Penelitian sampar hitam |
Sampar hitam, wabah yang disebabkan bakteri Yersinia pestis, menyerang Eropa pada 1347-1351. Dalam rentang hanya empat tahun, jumlah orang yang meninggal 75 juta hingga 200 juta jiwa--nyaris separuh dari populasi Eropa saat itu--akibat wabah itu. Korban meninggal hanya dalam hitungan hari setelah terjangkit. Penderita mengalami demam, kelenjar getah bening membengkak, ruam, dan muntah darah. Nama wabah itu diambil dari munculnya bercak hitam di kulit bagian tubuh yang mati.
Sharon DeWitte, pakar antropologi biologi dari South Carolina University, mengatakan sistem kekebalan orang Eropa lebih kuat setelah wabah itu terjadi. Selama bertahun-tahun sebelum sampar hitam terjadi, hanya 10 persen orang Eropa yang hidup melewati usia 70 tahun. Beratus tahun setelah wabah itu lewat, lebih dari 20 persen populasi Eropa hidup melebihi usia 70 tahun.
"Ini jelas berhubungan dengan adaptasi tubuh," kata DeWitte, seperti ditulis Livescience, Jumat, 9 Mei 2014.
Para peneliti sebelumnya percaya sampar hitam membunuh siapa pun. Namun hasil riset DeWitte menunjukkan wabah itu punya kemiripan dengan gejala penyakit lain: membunuh orang tua dan mereka yang kondisi kesehatannya buruk. Efek wabah itu meninggalkan jejak pada gen imunitas para keturunan korban atau penyintas sampar hitam. Keturunan mereka yang selamat dari wabah itu bisa hidup lebih lama.
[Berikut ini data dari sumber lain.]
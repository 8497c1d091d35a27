//! Subscription handshake
//!
//! The session subscribes to one stream at a time and moves to the next
//! stream when the controller acknowledges the previous subscribe with `ok`.
//! After the seventh acknowledgment the mirror is loaded.

use dsync_core::{AlarmKind, ResourceKind};
use dsync_protocol::{Command, FrameType, ProtocolError, ProtocolResult};

/// Subscribe commands in the order they are sent
pub const SUBSCRIPTIONS: [Command; 7] = [
    Command::SubscribeNodes,
    Command::SubscribeSources,
    Command::SubscribeDestinations,
    Command::SubscribeGpis,
    Command::SubscribeGpos,
    Command::SubscribeSilences,
    Command::SubscribeClips,
];

/// What an acknowledgment leads to
#[derive(Debug, Clone, PartialEq, Eq)]
pub enum Step {
    /// Send the next subscribe command
    Next(Command),
    /// The last subscribe was acknowledged
    Ready,
    /// Already loaded; the `ok` answers a control command
    Absorbed,
}

#[derive(Debug, Default)]
pub struct Handshake {
    started: bool,
    acks: usize,
}

impl Handshake {
    pub fn new() -> Self {
        Self::default()
    }

    /// First subscribe command of the session
    pub fn start(&mut self) -> Command {
        self.started = true;
        self.acks = 0;
        SUBSCRIPTIONS[0].clone()
    }

    pub fn acknowledge(&mut self) -> ProtocolResult<Step> {
        if !self.started {
            return Err(ProtocolError::Handshake("ok received before any subscribe".into()));
        }
        if self.is_loaded() {
            return Ok(Step::Absorbed);
        }

        self.acks += 1;
        match SUBSCRIPTIONS.get(self.acks) {
            Some(next) => Ok(Step::Next(next.clone())),
            None => Ok(Step::Ready),
        }
    }

    pub fn is_loaded(&self) -> bool {
        self.acks >= SUBSCRIPTIONS.len()
    }

    /// Number of acknowledged subscribes
    pub fn stage(&self) -> usize {
        self.acks
    }

    /// Reject frames for a stream whose subscribe has not been sent yet
    pub fn check(&self, frame_type: FrameType) -> ProtocolResult<()> {
        let Some(index) = subscription_index(frame_type) else {
            return Ok(());
        };

        if !self.started || index > self.acks {
            return Err(ProtocolError::Handshake(format!(
                "{:?} frame before {} was sent",
                frame_type,
                SUBSCRIPTIONS[index].name()
            )));
        }
        Ok(())
    }
}

fn subscription_index(frame_type: FrameType) -> Option<usize> {
    match frame_type {
        FrameType::Resource { kind, .. } => Some(match kind {
            ResourceKind::Node => 0,
            ResourceKind::Source => 1,
            ResourceKind::Destination => 2,
            ResourceKind::GpioInput => 3,
            ResourceKind::GpioOutput => 4,
        }),
        FrameType::Alarm(AlarmKind::Silence) => Some(5),
        FrameType::Alarm(AlarmKind::Clip) => Some(6),
        _ => None,
    }
}
//! TCP session with a controller

use crate::commands::{write_commands, CommandIssuer};
use crate::config::ClientConfig;
use crate::engine::StateEngine;
use crate::error::ClientResult;
use tokio::net::tcp::OwnedReadHalf;
use tokio::net::TcpStream;
use tokio::task::JoinHandle;
use tracing::info;

/// One connection to a controller.
///
/// The read half feeds the engine; the write half is owned by a writer task
/// that drains the command queue, so commands can be issued from any task
/// while the read loop runs. Reconnecting means building a new `Client`.
pub struct Client {
    engine: StateEngine,
    reader: OwnedReadHalf,
    writer: JoinHandle<()>,
}

impl Client {
    pub async fn connect(config: &ClientConfig) -> ClientResult<Self> {
        config.validate()?;

        let stream = TcpStream::connect((config.host.as_str(), config.port)).await?;
        stream.set_nodelay(true)?;
        let peer = stream.peer_addr()?;
        info!(peer = %peer, "Connected to controller");

        let (reader, writer) = stream.into_split();
        let (commands, rx) = CommandIssuer::channel();
        let writer = tokio::spawn(write_commands(writer, rx));
        let engine = StateEngine::new(commands).with_max_frame_len(config.max_frame_len);

        Ok(Self {
            engine,
            reader,
            writer,
        })
    }

    /// Register handlers here before calling [`Client::run`]
    pub fn engine_mut(&mut self) -> &mut StateEngine {
        &mut self.engine
    }

    pub fn commands(&self) -> CommandIssuer {
        self.engine.commands().clone()
    }

    /// Run the handshake and the read loop until the connection fails.
    ///
    /// Returns the engine so the caller can inspect the final mirror.
    pub async fn run(self) -> (StateEngine, ClientResult<()>) {
        let Client {
            mut engine,
            reader,
            writer,
        } = self;

        let result = engine.run(reader).await;
        writer.abort();
        (engine, result)
    }
}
Untuk mengetahui perbedaan imunitas manusia akibat sampar hitam, DeWitte memeriksa tulang-belulang manusia di Pusat Bioarkeologi Manusia, Museum London. Sebanyak 464 kerangka berasal dari tiga pemakaman abad ke-11 dan ke-12 sebelum wabah terjadi. Sedangnkan 133 kerangka berasal dari pemakaman pada abad ke-14 dan ke-16. Kerangka itu berasal dari orang-orang dengan beragam usia dan latar belakang sosial-ekonomi.
Laporan DeWitte yang dimuat dalam jurnal Plos One, 7 Mei 2014, menunjukkan umur panjang merupakan efek dari wabah yang merenggut banyak orang tua dan orang rapuh. Dengan nyaris separuh populasi Eropa meninggal akibat wabah, para penyintas punya sumber daya dan makanan lebih banyak untuk bertahan hidup.
"Dokumentasi sejarah menunjukkan adanya perbaikan gizi, terutama pada kaum miskin," kata DeWitte. "Mereka makan lebih banyak daging, ikan, dan roti yang berkualitas."
Sampar hitam merupakan wabah besar pada abad ke-14, tidak seperti HIV atau ebola saat ini. Mencari tahu respons populasi terhadap penyakit bisa menambah pengetahuan tentang interaksi wabah dan manusia.